Each line of the listing is to be copied exactly.

----------------------------------------

/// Controller task: single mutator of the loop state, one suspension
/// point (the bounded wait on the local-position topic).
#[embassy_executor::task]
pub async fn position_control_task() {
    let mut local_pos_rcv = bus::VEHICLE_LOCAL_POSITION.receiver().unwrap();
    let mut status_rcv = bus::VEHICLE_STATUS.receiver().unwrap();
    let mut land_rcv = bus::VEHICLE_LAND_DETECTED.receiver().unwrap();
    let mut mode_rcv = bus::VEHICLE_CONTROL_MODE.receiver().unwrap();
    let mut home_rcv = bus::HOME_POSITION.receiver().unwrap();
    let mut param_rcv = bus::PARAMETER_UPDATE.receiver().unwrap();
    let mut offboard_rcv = bus::OFFBOARD_SETPOINT.anon_receiver();
    let mut auto_target_rcv = bus::AUTO_TARGET.anon_receiver();

    let att_sp_snd = bus::VEHICLE_ATTITUDE_SETPOINT.sender();
    let mc_virtual_att_sp_snd = bus::MC_VIRTUAL_ATTITUDE_SETPOINT.sender();
    let local_pos_sp_snd = bus::VEHICLE_LOCAL_POSITION_SETPOINT.sender();

    let mut ctl = PositionControlLoop::new(params::store::get());
    let mut inputs = LoopInputs::default();
    // The attitude setpoint topic is fixed on the first status sample.
    let mut is_vtol: Option<bool> = None;

    bus::CONTROL_TASK_RUNNING.store(true, Ordering::Release);
    info!("position controller started");

    while !bus::CONTROL_TASK_STOP.load(Ordering::Acquire) {
        if let Ok(sample) =
            with_timeout(Duration::from_millis(POLL_TIMEOUT_MS), local_pos_rcv.changed()).await
        {
            inputs.local_pos = sample;
        }
        // Timed out: tick anyway to catch control-mode changes.

        if let Some(v) = status_rcv.try_changed() {
            if is_vtol.is_none() {
                is_vtol = Some(v.is_vtol);
            }
            inputs.status = v;
        }
        if let Some(v) = land_rcv.try_changed() {
            inputs.land = v;
        }
        if let Some(v) = mode_rcv.try_changed() {
            inputs.control_mode = v;
        }
        if let Some(v) = home_rcv.try_changed() {
            inputs.home = v;
        }
        inputs.offboard = offboard_rcv.try_get();
        inputs.auto_target = auto_target_rcv.try_get();
        inputs.param_update = param_rcv.try_changed().is_some();

        let now_us = Instant::now().as_micros();
        let out = ctl.iterate(now_us, &inputs);

        if let Some(local_pos_sp) = out.local_position_sp {
            local_pos_sp_snd.send(local_pos_sp);
        }
        if let Some(att_sp) = out.attitude_sp {
            if is_vtol == Some(true) {
                mc_virtual_att_sp_snd.send(att_sp);
            } else {
                att_sp_snd.send(att_sp);
            }
        }
    }

    bus::CONTROL_TASK_RUNNING.store(false, Ordering::Release);
    info!("position controller stopped");
}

----------------------------------------

* _TASK RESPONSE_
/// Controller task: single mutator of the loop state, one suspension
/// point (the bounded wait on the local-position topic).
#[embassy_executor::task]
pub async fn position_control_task() {
    let mut local_pos_rcv = bus::VEHICLE_LOCAL_POSITION.receiver().unwrap();
    let mut status_rcv = bus::VEHICLE_STATUS.receiver().unwrap();
    let mut land_rcv = bus::VEHICLE_LAND_DETECTED.receiver().unwrap();
    let mut mode_rcv = bus::VEHICLE_CONTROL_MODE.receiver().unwrap();
    let mut home_rcv = bus::HOME_POSITION.receiver().unwrap();
    let mut param_rcv = bus::PARAMETER_UPDATE.receiver().unwrap();
    let mut offboard_rcv = bus::OFFBOARD_SETPOINT.anon_receiver();
    let mut auto_target_rcv = bus::AUTO_TARGET.anon_receiver();

    let att_sp_snd = bus::VEHICLE_ATTITUDE_SETPOINT.sender();
    let mc_virtual_att_sp_snd = bus::MC_VIRTUAL_ATTITUDE_SETPOINT.sender();
    let local_pos_sp_snd = bus::VEHICLE_LOCAL_POSITION_SETPOINT.sender();

    let mut ctl = PositionControlLoop::new(params::store::get());
    let mut inputs = LoopInputs::default();
    // The attitude setpoint topic is fixed on the first status sample.
    let mut is_vtol: Option<bool> = None;

    bus::CONTROL_TASK_RUNNING.store(true, Ordering::Release);
    info!("position controller started");

    while !bus::CONTROL_TASK_STOP.load(Ordering::Acquire) {
        if let Ok(sample) =
            with_timeout(Duration::from_millis(POLL_TIMEOUT_MS), local_pos_rcv.changed()).await
        {
            inputs.local_pos = sample;
        }
        // Timed out: tick anyway to catch control-mode changes.

        if let Some(v) = status_rcv.try_changed() {
            if is_vtol.is_none() {
                is_vtol = Some(v.is_vtol);
            }
            inputs.status = v;
        }
        if let Some(v) = land_rcv.try_changed() {
            inputs.land = v;
        }
        if let Some(v) = mode_rcv.try_changed() {
            inputs.control_mode = v;
        }
        if let Some(v) = home_rcv.try_changed() {
            inputs.home = v;
        }
        inputs.offboard = offboard_rcv.try_get();
        inputs.auto_target = auto_target_rcv.try_get();
        inputs.param_update = param_rcv.try_changed().is_some();

        let now_us = Instant::now().as_micros();
        let out = ctl.iterate(now_us, &inputs);

        if let Some(local_pos_sp) = out.local_position_sp {
            local_pos_sp_snd.send(local_pos_sp);
        }
        if let Some(att_sp) = out.attitude_sp {
            if is_vtol == Some(true) {
                mc_virtual_att_sp_snd.send(att_sp);
            } else {
                att_sp_snd.send(att_sp);
            }
        }
    }

    bus::CONTROL_TASK_RUNNING.store(false, Ordering::Release);
    info!("position controller stopped");
}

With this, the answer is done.